The fourth potential purpose of a pilot study is demonstrating treatment fidelity – measuring the consistency and reliability of an intervention.
“Is this intervention (or treatment) sound? If different people are delivering this treatment, is it all done in the same way? Did I train people appropriately and am I getting the outcomes I want after that training? Those are questions you should ask,” Cook says.
Researchers also need to iterate and refine their interventions. This is exactly what it sounds like – look at an intervention and decide if any changes should be made.
“Can we make a treatment better? Can we build a better mousetrap? This is a dismantling of your treatment and refining it over time,” Cook says. “Let’s say you were working on a 12-week treatment. Was week six really necessary? Maybe we could drop that and go right from week five to week seven.”
The last aspect is one that most people think of when they consider a pilot study, but that is actually quite challenging: showing preliminary efficacy.
This gives researchers the potential to set a minimum-improvement benchmark and demonstrate the clinical significance of the study’s results. But researchers need to be cautious in interpreting their results because a pilot study only answers the question “Can it work?” not “Does it work”?
“I think this is the hardest one to justify because it leaves you open to criticism,” Cook says. “You’re going to get challenges from reviewers, from your committee, and people at the journal where you do your study and submit the article. They may see your pilot as nothing but an underpowered outcome study that should have been much larger.”
Research Advice
Cook advised students to avoid conducting certain types of studies for their PhD dissertation, including full-scale intervention studies. He says they’re complex and difficult. Pilot studies may, however, be a step in the right direction.

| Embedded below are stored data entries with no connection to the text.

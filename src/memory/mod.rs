//! 单次会话内的工作状态
//!
//! Agent 之间通过作用域键值共享中间结果（包列表、检索语句、验证状态等），
//! 对应会话存储里的 `state` 字段。

use anyhow::Result;
use serde::{Serialize, de::DeserializeOwned};
use serde_json::{Map, Value};
use std::collections::HashMap;
use std::sync::Arc;
use tokio::sync::Mutex;

/// 常用作用域
pub struct MemoryScope;

impl MemoryScope {
    /// Agent通过 save_context / retrieve_context 读写的共享状态
    pub const STATE: &'static str = "state";
}

/// 常用的状态键
pub struct StateKeys;

impl StateKeys {
    pub const PACKAGES: &'static str = "packages";
    pub const SEARCH_QUERIES: &'static str = "search_queries";
    pub const CANDIDATE_URLS: &'static str = "candidate_urls";
    pub const FINDINGS: &'static str = "findings";
    pub const REQUIREMENTS: &'static str = "requirements";
    pub const SOLUTION: &'static str = "solution";
    pub const VERIFICATION_STATUS: &'static str = "verification_status";
}

/// 在并发的Agent之间共享的工作状态
pub type SharedState = Arc<Mutex<Memory>>;

/// 作用域键值存储，键形如 `scope:key`
#[derive(Debug, Default)]
pub struct Memory {
    data: HashMap<String, Value>,
}

fn scoped(scope: &str, key: &str) -> String {
    format!("{}:{}", scope, key)
}

impl Memory {
    pub fn new() -> Self {
        Self::default()
    }

    pub fn shared(self) -> SharedState {
        Arc::new(Mutex::new(self))
    }

    /// 从会话中持久化的状态恢复，所有键都归入 `state` 作用域
    pub fn from_state(state: &Map<String, Value>) -> Self {
        let mut memory = Self::new();
        for (key, value) in state {
            // Value 序列化不会失败
            let _ = memory.store(MemoryScope::STATE, key, value.clone());
        }
        memory
    }

    /// 导出 `state` 作用域，用于写回会话存储
    pub fn state_snapshot(&self) -> Map<String, Value> {
        let prefix = format!("{}:", MemoryScope::STATE);
        self.data
            .iter()
            .filter_map(|(key, value)| {
                key.strip_prefix(&prefix)
                    .map(|short| (short.to_string(), value.clone()))
            })
            .collect()
    }

    /// 覆盖写入，值先转换为JSON
    pub fn store<T: Serialize>(&mut self, scope: &str, key: &str, data: T) -> Result<()> {
        self.data
            .insert(scoped(scope, key), serde_json::to_value(data)?);
        Ok(())
    }

    /// 类型不匹配时返回 None
    pub fn get<T: DeserializeOwned>(&self, scope: &str, key: &str) -> Option<T> {
        self.data
            .get(&scoped(scope, key))
            .and_then(|value| serde_json::from_value(value.clone()).ok())
    }

    /// 以文本形式读取，非字符串的值按JSON输出
    pub fn get_text(&self, scope: &str, key: &str) -> Option<String> {
        self.get::<Value>(scope, key).map(|value| match value {
            Value::String(text) => text,
            other => other.to_string(),
        })
    }

    pub fn contains(&self, scope: &str, key: &str) -> bool {
        self.data.contains_key(&scoped(scope, key))
    }
}

#[cfg(test)]
mod tests {
    use super::*;
    use serde_json::json;

    #[test]
    fn test_store_and_get() {
        let mut memory = Memory::new();
        memory
            .store(MemoryScope::STATE, StateKeys::PACKAGES, "pydantic, fastapi")
            .unwrap();

        let packages: Option<String> = memory.get(MemoryScope::STATE, StateKeys::PACKAGES);
        assert_eq!(packages.as_deref(), Some("pydantic, fastapi"));
        assert!(memory.contains(MemoryScope::STATE, StateKeys::PACKAGES));
        assert!(!memory.contains(MemoryScope::STATE, StateKeys::SOLUTION));
    }

    #[test]
    fn test_get_text_renders_json() {
        let mut memory = Memory::new();
        memory
            .store(MemoryScope::STATE, StateKeys::SEARCH_QUERIES, vec!["a", "b"])
            .unwrap();
        assert_eq!(
            memory.get_text(MemoryScope::STATE, StateKeys::SEARCH_QUERIES).as_deref(),
            Some(r#"["a","b"]"#)
        );
    }

    #[test]
    fn test_state_snapshot_roundtrip_only_state_scope() {
        let mut memory = Memory::new();
        memory.store(MemoryScope::STATE, "verification_status", "SUCCESS").unwrap();
        memory.store("scratch", "ignored", 1).unwrap();

        let snapshot = memory.state_snapshot();
        assert_eq!(snapshot.len(), 1);
        assert_eq!(snapshot["verification_status"], json!("SUCCESS"));

        let restored = Memory::from_state(&snapshot);
        assert_eq!(
            restored.get_text(MemoryScope::STATE, "verification_status").as_deref(),
            Some("SUCCESS")
        );
    }

    #[test]
    fn test_store_overwrites_and_type_mismatch() {
        let mut memory = Memory::new();
        memory.store(MemoryScope::STATE, "k", "12345").unwrap();
        memory.store(MemoryScope::STATE, "k", 7).unwrap();
        assert_eq!(memory.get::<u32>(MemoryScope::STATE, "k"), Some(7));
        assert_eq!(memory.get::<String>(MemoryScope::STATE, "k"), None);
    }
}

“Do something that's kind of piecemeal and developmental,” he says. “Refine measures and do some feasibility work to see if people will sign up. It’s something you could probably bite off without adding years to your life and dollars to your debt while you finish your PhD.”
He also told students that the scientific community will guide students (and new researchers) in the right direction when pilot data are needed.
“Your peers will guide you,” he says. “You’ll put an idea out there and colleagues may say “No, you can’t do that’. It has taken me years to get to a space of gratitude for that peer review feedback. It’s actually a gift they’re giving you because they’re telling you how to make your science better and how to improve things you want to study."